Desta vez, os vereadores deverão analisar o veto do prefeito à parte da Lei Orçamentária de 2018 que trata justamente das emendas impositivas, que são direcionamentos feitos pelos vereadores para o uso de recursos que representam 1,2% do orçamento da Prefeitura. Para 2018, as emendas somam cerca de R$ 8,7 milhões, metade desse recursos tem que ser obrigatoriamente gasto na área da saúde.
Na justificativa para seu veto às emendas apresentadas pelos vereadores, o prefeito Gilson de Souza alega que o artigo da Constituição Federal - no qual se baseia a criação da lei municipal que deu origem às emendas impositivas - ainda não foi regulamentado pelo governo federal. Sendo assim, diz, a lei elaborada em Franca não pode ser considerada válida e, por consequência, as emendas que nela se baseiam também não. “Enquanto não for editada a referida lei tratando dos critérios para o processamento das emendas impositivas, não há como tornar obrigatória a execução da programação orçamentária, já que compete apenas à União, aos Estados e ao Distrito Federal, não aos Municípios, legislar sobre direito financeiro”, afirma o parecer anexado ao veto. Para a derrubada do veto, é preciso maioria absoluta, ou seja, oito dos quinze votos.

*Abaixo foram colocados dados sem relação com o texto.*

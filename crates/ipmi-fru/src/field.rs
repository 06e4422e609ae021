//! Field-level encoder/decoder: a single info-area value under one of the
//! five on-wire encodings, prefixed by a one-byte type/length header.

use crate::error::{Error, ErrorKind, ErrorSource};
use crate::hex;

/// Maximum number of bytes the encoded payload of a field may occupy; the
/// type/length byte's low 6 bits can express at most this much.
pub const MAX_ENCODED_LEN: usize = 63;

/// A generous upper bound on a decoded field's textual value. The largest
/// real payload (63 encoded bytes of 6-bit ASCII) decodes to 84 characters;
/// this cap leaves headroom for hand-authored custom fields.
pub const MAX_FIELD_VALUE_LEN: usize = 256;

const TERMINATOR: u8 = 0xC1;
const SIX_BIT_BASE: u8 = 0x20;

/// The encoding of a single info-area field. `Auto` and `Preserve` are
/// meta-encodings: valid as encoder *input*, never produced by a decoder
/// and never stored on disk.
#[derive(Debug, Clone, Copy, PartialEq, Eq, Default)]
#[cfg_attr(feature = "serde", derive(serde::Serialize, serde::Deserialize))]
pub enum Encoding {
    /// Present but zero-length.
    #[default]
    Empty,
    Binary,
    BcdPlus,
    SixBitAscii,
    Text,
    /// Encoder-only: try SixBitAscii, BcdPlus, Binary, Text in that order.
    Auto,
    /// Encoder-only: keep the field's current real encoding (or `Auto` if
    /// the field currently has no real encoding).
    Preserve,
}

impl Encoding {
    fn is_real(self) -> bool {
        matches!(
            self,
            Encoding::Empty | Encoding::Binary | Encoding::BcdPlus | Encoding::SixBitAscii | Encoding::Text
        )
    }

    fn code(self) -> Option<u8> {
        match self {
            Encoding::Binary => Some(0b00),
            Encoding::BcdPlus => Some(0b01),
            Encoding::SixBitAscii => Some(0b10),
            Encoding::Text | Encoding::Empty => Some(0b11),
            Encoding::Auto | Encoding::Preserve => None,
        }
    }

    fn from_code(code: u8) -> Result<Encoding, Error> {
        match code {
            0b00 => Ok(Encoding::Binary),
            0b01 => Ok(Encoding::BcdPlus),
            0b10 => Ok(Encoding::SixBitAscii),
            0b11 => Ok(Encoding::Text),
            _ => Err(Error::new(ErrorKind::BadEnc, ErrorSource::General)),
        }
    }
}

/// A decoded info-area value: the encoding it was stored under, plus its
/// textual value (hex string for `Binary`).
#[derive(Debug, Clone, PartialEq, Eq)]
#[cfg_attr(feature = "serde", derive(serde::Serialize, serde::Deserialize))]
pub struct Field {
    pub enc: Encoding,
    pub val: String,
}

impl Default for Field {
    fn default() -> Self {
        Field {
            enc: Encoding::Empty,
            val: String::new(),
        }
    }
}

impl Field {
    pub fn new(enc: Encoding, val: impl Into<String>) -> Self {
        Field { enc, val: val.into() }
    }

    pub fn empty() -> Self {
        Field::default()
    }

    pub fn text(val: impl Into<String>) -> Self {
        Field::new(Encoding::Text, val)
    }
}

/// Decodes one type/length byte plus its payload. Returns the field and the
/// number of bytes consumed from `buf` (1 + payload length), or `None` when
/// `buf` begins with the terminator.
pub fn decode_field(buf: &[u8], area: ErrorSource, index: usize) -> Result<Option<(Field, usize)>, Error> {
    if buf.is_empty() {
        return Err(Error::with_index(ErrorKind::TooSmall, area, index));
    }
    let typelen = buf[0];
    if typelen == TERMINATOR {
        return Ok(None);
    }

    let code = typelen >> 6;
    let len = (typelen & 0x3F) as usize;
    let enc = Encoding::from_code(code).map_err(|_| Error::with_index(ErrorKind::BadEnc, area, index))?;

    if buf.len() < 1 + len {
        return Err(Error::with_index(ErrorKind::TooSmall, area, index));
    }
    let data = &buf[1..1 + len];

    if len == 0 {
        return Ok(Some((Field::new(Encoding::Empty, ""), 1)));
    }

    let val = match enc {
        Encoding::Binary => hex::bin2hexstr(data),
        Encoding::BcdPlus => decode_bcdplus(data),
        Encoding::SixBitAscii => decode_sixbit(data),
        Encoding::Text => decode_text(data, area, index)?,
        Encoding::Empty | Encoding::Auto | Encoding::Preserve => unreachable!(),
    };

    Ok(Some((Field::new(enc, val), 1 + len)))
}

fn decode_text(data: &[u8], area: ErrorSource, index: usize) -> Result<String, Error> {
    for &b in data {
        if !(0x20..=0x7E).contains(&b) {
            return Err(Error::with_index(ErrorKind::NonPrint, area, index));
        }
    }
    Ok(String::from_utf8_lossy(data).into_owned())
}

fn decode_bcdplus(data: &[u8]) -> String {
    let mut out = String::with_capacity(data.len() * 2);
    for &byte in data {
        for nibble in [byte >> 4, byte & 0x0F] {
            let c = match nibble {
                0x0..=0x9 => (b'0' + nibble) as char,
                0xA => ' ',
                0xB => '-',
                0xC => '.',
                _ => '?',
            };
            out.push(c);
        }
    }
    trim_trailing_spaces(&mut out);
    out
}

fn decode_sixbit(data: &[u8]) -> String {
    let len6 = data.len();
    let full_len = (len6 * 4) / 3;
    let mut out = String::with_capacity(full_len);

    let mut i6 = 0usize;
    for i in 0..full_len {
        if i6 > len6 {
            break;
        }
        let byte = i % 4;
        let six = match byte {
            0 => {
                let v = data.get(i6).copied().unwrap_or(0) & 0x3F;
                v
            }
            1 => {
                let lo = data.get(i6).copied().unwrap_or(0) >> 6;
                let hi = data.get(i6 + 1).copied().unwrap_or(0) << 2;
                i6 += 1;
                (lo | hi) & 0x3F
            }
            2 => {
                let lo = data.get(i6).copied().unwrap_or(0) >> 4;
                let hi = data.get(i6 + 1).copied().unwrap_or(0) << 4;
                i6 += 1;
                (lo | hi) & 0x3F
            }
            3 => {
                let v = data.get(i6).copied().unwrap_or(0) >> 2;
                i6 += 1;
                v & 0x3F
            }
            _ => unreachable!(),
        };
        out.push((six + SIX_BIT_BASE) as char);
    }
    trim_trailing_spaces(&mut out);
    out
}

fn trim_trailing_spaces(s: &mut String) {
    while s.ends_with(' ') {
        s.pop();
    }
}

/// Encodes a field. `enc` may be `Auto` or `Preserve`; both resolve to one
/// of the four real encodings before any bytes are emitted. `current_enc`
/// is the field's prior real encoding, consulted only by `Preserve`. Returns
/// the encoded bytes together with the real encoding that was actually used,
/// so callers can persist it (important for `Auto`, whose outcome depends on
/// the value).
pub fn encode_field(
    val: &str,
    enc: Encoding,
    current_enc: Encoding,
    area: ErrorSource,
    index: usize,
) -> Result<(Vec<u8>, Encoding), Error> {
    if val.is_empty() {
        return Ok((vec![0x00], Encoding::Empty));
    }
    if val.len() > MAX_FIELD_VALUE_LEN {
        return Err(Error::with_index(ErrorKind::TooBig, area, index));
    }

    let resolved = match enc {
        Encoding::Preserve => {
            if current_enc.is_real() && current_enc != Encoding::Empty {
                current_enc
            } else {
                Encoding::Auto
            }
        }
        other => other,
    };

    match resolved {
        Encoding::Auto => encode_auto(val, area, index),
        Encoding::Binary => encode_binary(val, area, index).map(|b| (b, Encoding::Binary)),
        Encoding::BcdPlus => encode_bcdplus(val, area, index).map(|b| (b, Encoding::BcdPlus)),
        Encoding::SixBitAscii => encode_sixbit(val, area, index).map(|b| (b, Encoding::SixBitAscii)),
        Encoding::Text => encode_text(val, area, index).map(|b| (b, Encoding::Text)),
        Encoding::Empty => Ok((vec![0x00], Encoding::Empty)),
        Encoding::Preserve => unreachable!(),
    }
}

/// Builds a raw binary-encoded field directly from bytes, bypassing the
/// hex-string API boundary (the source's "binary from bytes" entry point).
pub fn encode_field_binary(bytes: &[u8], area: ErrorSource, index: usize) -> Result<Vec<u8>, Error> {
    if bytes.len() > MAX_ENCODED_LEN {
        return Err(Error::with_index(ErrorKind::TooBig, area, index));
    }
    let mut out = Vec::with_capacity(1 + bytes.len());
    out.push((0b00u8 << 6) | bytes.len() as u8);
    out.extend_from_slice(bytes);
    Ok(out)
}

fn encode_auto(val: &str, area: ErrorSource, index: usize) -> Result<(Vec<u8>, Encoding), Error> {
    if let Ok(v) = encode_sixbit(val, area, index) {
        return Ok((v, Encoding::SixBitAscii));
    }
    if let Ok(v) = encode_bcdplus(val, area, index) {
        return Ok((v, Encoding::BcdPlus));
    }
    if let Ok(v) = encode_binary(val, area, index) {
        return Ok((v, Encoding::Binary));
    }
    encode_text(val, area, index)
        .map(|b| (b, Encoding::Text))
        .map_err(|_| Error::with_index(ErrorKind::AutoEnc, area, index))
}

fn encode_binary(val: &str, area: ErrorSource, index: usize) -> Result<Vec<u8>, Error> {
    if !hex::is_strict_hex(val.as_bytes()) {
        return Err(Error::with_index(ErrorKind::Range, area, index));
    }
    let bytes = hex::hexstr2bin(val, false)?;
    if bytes.len() > MAX_ENCODED_LEN {
        return Err(Error::with_index(ErrorKind::TooBig, area, index));
    }
    let mut out = Vec::with_capacity(1 + bytes.len());
    out.push((0b00u8 << 6) | bytes.len() as u8);
    out.extend_from_slice(&bytes);
    Ok(out)
}

fn encode_bcdplus(val: &str, area: ErrorSource, index: usize) -> Result<Vec<u8>, Error> {
    let chars: Vec<u8> = val.bytes().collect();
    if !chars.iter().all(|&c| matches!(c, b'0'..=b'9' | b' ' | b'-' | b'.')) {
        return Err(Error::with_index(ErrorKind::Range, area, index));
    }

    let nibble = |c: u8| -> u8 {
        match c {
            b'0'..=b'9' => c - b'0',
            b' ' => 0xA,
            b'-' => 0xB,
            b'.' => 0xC,
            _ => unreachable!(),
        }
    };

    let mut padded = chars;
    if padded.len() % 2 != 0 {
        padded.push(b' ');
    }
    let byte_len = padded.len() / 2;
    if byte_len > MAX_ENCODED_LEN {
        return Err(Error::with_index(ErrorKind::TooBig, area, index));
    }

    let mut out = Vec::with_capacity(1 + byte_len);
    out.push((0b01u8 << 6) | byte_len as u8);
    for pair in padded.chunks(2) {
        out.push((nibble(pair[0]) << 4) | nibble(pair[1]));
    }
    Ok(out)
}

fn encode_sixbit(val: &str, area: ErrorSource, index: usize) -> Result<Vec<u8>, Error> {
    if !val.bytes().all(|c| (0x20..=0x5F).contains(&c)) {
        return Err(Error::with_index(ErrorKind::Range, area, index));
    }

    let chars: Vec<u8> = val.bytes().map(|c| c - SIX_BIT_BASE).collect();
    let byte_len = (chars.len() * 3 + 3) / 4;
    if byte_len > MAX_ENCODED_LEN {
        return Err(Error::with_index(ErrorKind::TooBig, area, index));
    }

    let mut packed = vec![0u8; byte_len];
    for (i, &six) in chars.iter().enumerate() {
        let bit_off = i * 6;
        let byte_idx = bit_off / 8;
        let bit_idx = bit_off % 8;
        packed[byte_idx] |= six << bit_idx;
        if bit_idx > 2 {
            if let Some(next) = packed.get_mut(byte_idx + 1) {
                *next |= six >> (8 - bit_idx);
            }
        }
    }

    let mut out = Vec::with_capacity(1 + byte_len);
    out.push((0b10u8 << 6) | byte_len as u8);
    out.extend_from_slice(&packed);
    Ok(out)
}

fn encode_text(val: &str, area: ErrorSource, index: usize) -> Result<Vec<u8>, Error> {
    if !val.bytes().all(|c| (0x20..=0x7E).contains(&c)) {
        return Err(Error::with_index(ErrorKind::NonPrint, area, index));
    }
    let mut bytes = val.as_bytes().to_vec();
    // A length-1 Text field would collide with the 0xC1 terminator byte
    // (encoding Text, length 1), so pad it to length 2 with a NUL.
    if bytes.len() == 1 {
        bytes.push(0x00);
    }
    if bytes.len() > MAX_ENCODED_LEN {
        return Err(Error::with_index(ErrorKind::TooBig, area, index));
    }
    let mut out = Vec::with_capacity(1 + bytes.len());
    out.push((0b11u8 << 6) | bytes.len() as u8);
    out.extend_from_slice(&bytes);
    Ok(out)
}

#[cfg(test)]
mod tests {
    use super::*;

    fn src() -> ErrorSource {
        ErrorSource::General
    }

    #[test]
    fn empty_text_encodes_to_single_zero_byte() {
        let (bytes, enc) = encode_field("", Encoding::Text, Encoding::Empty, src(), 0).unwrap();
        assert_eq!(bytes, vec![0x00]);
        assert_eq!(enc, Encoding::Empty);
    }

    #[test]
    fn length_one_text_is_padded_to_two() {
        let (encoded, enc) = encode_field("A", Encoding::Text, Encoding::Empty, src(), 0).unwrap();
        assert_eq!(encoded, vec![0xC2, b'A', 0x00]);
        assert_eq!(enc, Encoding::Text);
        let (field, consumed) = decode_field(&encoded, src(), 0).unwrap().unwrap();
        assert_eq!(consumed, 3);
        assert_eq!(field.val, "A\u{0}");
    }

    #[test]
    fn bcdplus_round_trips_after_trailing_space_strip() {
        let (encoded, _) = encode_field("123", Encoding::BcdPlus, Encoding::Empty, src(), 0).unwrap();
        let (field, _) = decode_field(&encoded, src(), 0).unwrap().unwrap();
        assert_eq!(field.val, "123");
        assert_eq!(field.enc, Encoding::BcdPlus);
    }

    #[test]
    fn sixbit_round_trips_for_each_remainder() {
        for s in ["IPMI", "IPM", "IP", "I"] {
            let (encoded, _) = encode_field(s, Encoding::SixBitAscii, Encoding::Empty, src(), 0).unwrap();
            let (field, _) = decode_field(&encoded, src(), 0).unwrap().unwrap();
            assert_eq!(field.val, s, "mismatch for input {s:?}");
        }
    }

    #[test]
    fn auto_selects_sixbit_for_ipmi() {
        let (encoded, enc) = encode_field("IPMI", Encoding::Auto, Encoding::Empty, src(), 0).unwrap();
        assert_eq!(enc, Encoding::SixBitAscii);
        assert_eq!(encoded[0] >> 6, 0b10);
        assert_eq!(encoded[0] & 0x3F, 3);
    }

    #[test]
    fn auto_selects_bcdplus_for_dashed_digits() {
        let (encoded, enc) = encode_field("12-34", Encoding::Auto, Encoding::Empty, src(), 0).unwrap();
        assert_eq!(enc, Encoding::BcdPlus);
        assert_eq!(encoded[0] >> 6, 0b01);
        assert_eq!(encoded[0] & 0x3F, 3);
    }

    #[test]
    fn auto_selects_binary_for_hex_looking_string() {
        let (encoded, enc) = encode_field("DEADBEEF", Encoding::Auto, Encoding::Empty, src(), 0).unwrap();
        assert_eq!(enc, Encoding::Binary);
        assert_eq!(encoded[0] >> 6, 0b00);
        assert_eq!(encoded[0] & 0x3F, 4);
    }

    #[test]
    fn auto_falls_back_to_text() {
        let (encoded, enc) = encode_field("Hello, world", Encoding::Auto, Encoding::Empty, src(), 0).unwrap();
        assert_eq!(enc, Encoding::Text);
        assert_eq!(encoded[0] >> 6, 0b11);
    }

    #[test]
    fn terminator_is_recognized() {
        assert!(decode_field(&[0xC1], src(), 0).unwrap().is_none());
    }

    #[test]
    fn decode_text_rejects_non_printable() {
        let buf = [0xC2, 0x01, 0x02];
        assert_eq!(
            decode_field(&buf, src(), 0).unwrap_err().kind,
            ErrorKind::NonPrint
        );
    }
}
//! Codec for the Internal-Use area and the three generic info areas
//! (Chassis, Board, Product): block alignment, the mandatory-field walk,
//! the custom-field tail terminated by `0xC1`, and the area checksum.

use chrono::{DateTime, Utc};

use crate::error::{Error, ErrorKind, ErrorSource};
use crate::field::{self, Field};
use crate::hex;
use crate::model::{fru_epoch, AreaTag, BoardArea, BoardDate, ChassisArea, InternalArea, ProductArea};

pub const BLOCK_SZ: usize = 8;
const VERSION: u8 = 1;

/// Rounds `bytes` up to the next whole number of 8-byte blocks.
pub fn blocks_for(bytes: usize) -> usize {
    (bytes + BLOCK_SZ - 1) / BLOCK_SZ
}

fn pad_to_block(buf: &mut Vec<u8>) {
    let target = blocks_for(buf.len()) * BLOCK_SZ;
    buf.resize(target, 0);
}

/// Decodes the Internal Use area: a version byte followed by an opaque
/// payload, the whole area sized by the distance to the next area (it
/// carries no size field or checksum of its own).
pub fn decode_internal(data: &[u8], ignore_aver: bool) -> Result<InternalArea, Error> {
    let src = ErrorSource::Area(AreaTag::Internal);
    if data.is_empty() {
        return Err(Error::new(ErrorKind::TooSmall, src));
    }
    if data[0] & 0x0F != VERSION && !ignore_aver {
        return Err(Error::new(ErrorKind::AreaVersion, src));
    }
    Ok(InternalArea { data: hex::bin2hexstr(&data[1..]) })
}

/// Encodes the Internal Use area, block-padded with zero bytes.
pub fn encode_internal(area: &InternalArea) -> Result<Vec<u8>, Error> {
    let src = ErrorSource::Area(AreaTag::Internal);
    if !hex::is_strict_hex(area.data.as_bytes()) {
        return Err(Error::new(ErrorKind::NonHex, src));
    }
    let payload = hex::hexstr2bin(&area.data, false)?;
    let mut out = Vec::with_capacity(1 + payload.len());
    out.push(VERSION);
    out.extend_from_slice(&payload);
    pad_to_block(&mut out);
    Ok(out)
}

fn decode_mandatory_fields(
    data: &[u8],
    count: usize,
    area: ErrorSource,
) -> Result<(Vec<Field>, usize), Error> {
    let mut fields = Vec::with_capacity(count);
    let mut offset = 0;
    for i in 0..count {
        let (field, consumed) = field::decode_field(&data[offset..], area, i)?
            .ok_or_else(|| Error::with_index(ErrorKind::NoTerminator, area, i))?;
        fields.push(field);
        offset += consumed;
    }
    Ok((fields, offset))
}

fn decode_custom_fields(data: &[u8], area: ErrorSource, ignore_aeof: bool) -> Result<Vec<Field>, Error> {
    let mut fields = Vec::new();
    let mut offset = 0;
    let mut index = 0;
    loop {
        if data[offset..].is_empty() {
            return if ignore_aeof { Ok(fields) } else { Err(Error::with_index(ErrorKind::NoTerminator, area, index)) };
        }
        match field::decode_field(&data[offset..], area, index)? {
            None => return Ok(fields),
            Some((field, consumed)) => {
                fields.push(field);
                offset += consumed;
                index += 1;
            }
        }
    }
}

fn encode_fields(fields: &[&Field], area: ErrorSource) -> Result<Vec<u8>, Error> {
    let mut out = Vec::new();
    for (i, f) in fields.iter().enumerate() {
        let (bytes, _) = field::encode_field(&f.val, f.enc, f.enc, area, i)?;
        out.extend_from_slice(&bytes);
    }
    Ok(out)
}

/// Finishes an info area body (header + fields + custom tail, no
/// terminator/checksum yet) by appending the `0xC1` terminator, padding to
/// a block boundary, writing the real block count into `body[1]`, and
/// appending the trailing checksum byte.
fn finish_area(mut body: Vec<u8>) -> Vec<u8> {
    body.push(0xC1);
    // Pad so that, once the trailing checksum byte is appended, the area's
    // total size is a whole number of 8-byte blocks.
    let total_with_cksum = blocks_for(body.len() + 1) * BLOCK_SZ;
    body.resize(total_with_cksum - 1, 0);
    body[1] = (total_with_cksum / BLOCK_SZ) as u8;
    let cksum = crate::checksum::checksum(&body);
    body.push(cksum);
    body
}

/// Decodes the Chassis Information Area.
pub fn decode_chassis(data: &[u8], ignore_aver: bool, ignore_acksum: bool, ignore_aeof: bool) -> Result<ChassisArea, Error> {
    let src = ErrorSource::Area(AreaTag::Chassis);
    let (blocks, chassis_type, rest) = decode_info_header(data, src, ignore_aver, ignore_acksum)?;
    let _ = blocks;
    let (mandatory, consumed) = decode_mandatory_fields(rest, ChassisArea::FIELD_COUNT, src)?;
    let custom = decode_custom_fields(&rest[consumed..], src, ignore_aeof)?;
    Ok(ChassisArea {
        chassis_type,
        part_number: mandatory[0].clone(),
        serial: mandatory[1].clone(),
        custom,
    })
}

pub fn encode_chassis(area: &ChassisArea) -> Result<Vec<u8>, Error> {
    let src = ErrorSource::Area(AreaTag::Chassis);
    let mut body = vec![VERSION, 0, area.chassis_type];
    body.extend_from_slice(&encode_fields(&[&area.part_number, &area.serial], src)?);
    let custom_refs: Vec<&Field> = area.custom.iter().collect();
    body.extend_from_slice(&encode_fields(&custom_refs, src)?);
    Ok(finish_area(body))
}

/// Decodes the Product Information Area (identical layout to Chassis, save
/// for the field count and the `langtype` meaning a language code).
pub fn decode_product(data: &[u8], ignore_aver: bool, ignore_acksum: bool, ignore_aeof: bool) -> Result<ProductArea, Error> {
    let src = ErrorSource::Area(AreaTag::Product);
    let (_, lang, rest) = decode_info_header(data, src, ignore_aver, ignore_acksum)?;
    let (mandatory, consumed) = decode_mandatory_fields(rest, ProductArea::FIELD_COUNT, src)?;
    let custom = decode_custom_fields(&rest[consumed..], src, ignore_aeof)?;
    Ok(ProductArea {
        lang,
        manufacturer: mandatory[0].clone(),
        product_name: mandatory[1].clone(),
        model_part_number: mandatory[2].clone(),
        version: mandatory[3].clone(),
        serial: mandatory[4].clone(),
        asset_tag: mandatory[5].clone(),
        fru_file_id: mandatory[6].clone(),
        custom,
    })
}

pub fn encode_product(area: &ProductArea) -> Result<Vec<u8>, Error> {
    let src = ErrorSource::Area(AreaTag::Product);
    let mut body = vec![VERSION, 0, area.lang];
    body.extend_from_slice(&encode_fields(
        &[
            &area.manufacturer,
            &area.product_name,
            &area.model_part_number,
            &area.version,
            &area.serial,
            &area.asset_tag,
            &area.fru_file_id,
        ],
        src,
    )?);
    let custom_refs: Vec<&Field> = area.custom.iter().collect();
    body.extend_from_slice(&encode_fields(&custom_refs, src)?);
    Ok(finish_area(body))
}

/// Decodes the Board Information Area, whose header carries an extra
/// 3-byte manufacturing-date field ahead of the mandatory fields.
pub fn decode_board(data: &[u8], ignore_aver: bool, ignore_acksum: bool, ignore_aeof: bool) -> Result<BoardArea, Error> {
    let src = ErrorSource::Area(AreaTag::Board);
    let (_, lang, rest) = decode_info_header(data, src, ignore_aver, ignore_acksum)?;
    if rest.len() < 3 {
        return Err(Error::new(ErrorKind::TooSmall, src));
    }
    let minutes = u32::from_le_bytes([rest[0], rest[1], rest[2], 0]);
    let date = if minutes == 0 {
        BoardDate::Unspecified
    } else {
        BoardDate::Fixed(fru_epoch() + chrono::Duration::minutes(minutes as i64))
    };

    let (mandatory, consumed) = decode_mandatory_fields(&rest[3..], BoardArea::FIELD_COUNT, src)?;
    let custom = decode_custom_fields(&rest[3 + consumed..], src, ignore_aeof)?;
    Ok(BoardArea {
        lang,
        date,
        manufacturer: mandatory[0].clone(),
        product_name: mandatory[1].clone(),
        serial: mandatory[2].clone(),
        part_number: mandatory[3].clone(),
        fru_file_id: mandatory[4].clone(),
        custom,
    })
}

/// Encodes the Board Information Area. `now` resolves `BoardDate::Auto`
/// and is supplied by the caller (one `Utc::now()` per save, for
/// consistency across the whole file).
pub fn encode_board(area: &BoardArea, now: DateTime<Utc>) -> Result<Vec<u8>, Error> {
    let src = ErrorSource::Area(AreaTag::Board);
    let minutes: u32 = match area.date {
        BoardDate::Unspecified => 0,
        BoardDate::Auto | BoardDate::Fixed(_) => {
            let when = match area.date {
                BoardDate::Fixed(dt) => dt,
                _ => now,
            };
            let delta = when.signed_duration_since(fru_epoch()).num_minutes();
            if delta < 1 || delta > 0x00FF_FFFF {
                return Err(Error::new(ErrorKind::BoardDate, src));
            }
            delta as u32
        }
    };

    let mut body = vec![VERSION, 0, area.lang];
    body.extend_from_slice(&minutes.to_le_bytes()[0..3]);
    body.extend_from_slice(&encode_fields(
        &[
            &area.manufacturer,
            &area.product_name,
            &area.serial,
            &area.part_number,
            &area.fru_file_id,
        ],
        src,
    )?);
    let custom_refs: Vec<&Field> = area.custom.iter().collect();
    body.extend_from_slice(&encode_fields(&custom_refs, src)?);
    Ok(finish_area(body))
}

/// Validates and strips the common 3-byte info-area header
/// (`ver`/`blocks`/`langtype`), returning `(blocks, langtype, rest)` where
/// `rest` is the area's declared size minus the header and minus the
/// trailing checksum byte.
fn decode_info_header(
    data: &[u8],
    src: ErrorSource,
    ignore_aver: bool,
    ignore_acksum: bool,
) -> Result<(usize, u8, &[u8]), Error> {
    const HEADER_LEN: usize = 3;
    if data.len() < HEADER_LEN {
        return Err(Error::new(ErrorKind::TooSmall, src));
    }
    if data[0] & 0x0F != VERSION && !ignore_aver {
        return Err(Error::new(ErrorKind::AreaVersion, src));
    }
    let blocks = data[1] as usize;
    let total_len = blocks * BLOCK_SZ;
    if total_len == 0 || data.len() < total_len {
        return Err(Error::new(ErrorKind::HeaderBadPointer, src));
    }
    if !ignore_acksum && !crate::checksum::verify(&data[..total_len]) {
        return Err(Error::new(ErrorKind::AreaChecksum, src));
    }
    let langtype = data[2];
    Ok((blocks, langtype, &data[HEADER_LEN..total_len - 1]))
}

#[cfg(test)]
mod tests {
    use super::*;

    #[test]
    fn internal_use_round_trips() {
        let area = InternalArea { data: "DEADBEEF".into() };
        let encoded = encode_internal(&area).unwrap();
        assert_eq!(encoded.len() % BLOCK_SZ, 0);
        let decoded = decode_internal(&encoded, false).unwrap();
        assert_eq!(decoded.data, "DEADBEEF");
    }

    #[test]
    fn chassis_round_trips_with_custom_fields() {
        let mut area = ChassisArea {
            chassis_type: 0x17,
            part_number: Field::text("PN-001"),
            serial: Field::text("SN-001"),
            custom: vec![Field::text("extra")],
        };
        let encoded = encode_chassis(&area).unwrap();
        assert_eq!(encoded.len() % BLOCK_SZ, 0);
        let decoded = decode_chassis(&encoded, false, false, false).unwrap();
        assert_eq!(decoded.chassis_type, area.chassis_type);
        assert_eq!(decoded.part_number.val, "PN-001");
        assert_eq!(decoded.serial.val, "SN-001");
        assert_eq!(decoded.custom.len(), 1);
        assert_eq!(decoded.custom[0].val, "extra");
        area.custom.clear();
    }

    #[test]
    fn board_date_round_trips() {
        let area = BoardArea {
            lang: 0,
            date: BoardDate::Fixed(fru_epoch() + chrono::Duration::minutes(1000)),
            manufacturer: Field::text("Acme"),
            product_name: Field::text("Widget"),
            serial: Field::text("SN"),
            part_number: Field::text("PN"),
            fru_file_id: Field::empty(),
            custom: vec![],
        };
        let encoded = encode_board(&area, Utc::now()).unwrap();
        let decoded = decode_board(&encoded, false, false, false).unwrap();
        assert_eq!(decoded.date, area.date);
        assert_eq!(decoded.manufacturer.val, "Acme");
    }

    #[test]
    fn unspecified_board_date_encodes_as_zero() {
        let area = BoardArea {
            lang: 0,
            date: BoardDate::Unspecified,
            manufacturer: Field::empty(),
            product_name: Field::empty(),
            serial: Field::empty(),
            part_number: Field::empty(),
            fru_file_id: Field::empty(),
            custom: vec![],
        };
        let encoded = encode_board(&area, Utc::now()).unwrap();
        assert_eq!(&encoded[3..6], &[0, 0, 0]);
        let decoded = decode_board(&encoded, false, false, false).unwrap();
        assert_eq!(decoded.date, BoardDate::Unspecified);
    }

    #[test]
    fn corrupted_area_checksum_is_rejected() {
        let area = ChassisArea {
            chassis_type: 1,
            part_number: Field::text("A"),
            serial: Field::text("B"),
            custom: vec![],
        };
        let mut encoded = encode_chassis(&area).unwrap();
        let last = encoded.len() - 1;
        encoded[last] ^= 0xFF;
        assert_eq!(
            decode_chassis(&encoded, false, false, false).unwrap_err().kind,
            ErrorKind::AreaChecksum
        );
    }
}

Os vereadores também devem debater o veto do prefeito ao projeto de lei que cria o programa de prevenção ao câncer bucal, de autoria do vereador Adérmis Marini (PSDB). Segundo a justificativa do veto, o prefeito considerou o projeto inconstitucional. “A matéria prevê a criação de programa de governo, o que é matéria reservada à competência privativa do Executivo”, escreveu.
Por fim, também será analisado pelos vereadores o projeto de lei que muda o índice de correção dos valores de taxas e tributos municipais. Atualmente eles são corrigidos anualmente pelo INPC (Índice Nacional de Preços ao Consumidor).
Pelo projeto, passarão a ser vinculados à Selic (Sistema de Liquidação e de Custódia), cuja variação costuma superar o INPC. Para se ter uma ideia, enquanto o INPC anual de janeiro de 2017 foi de 2,06%, a taxa Selic chegou a 7,4%.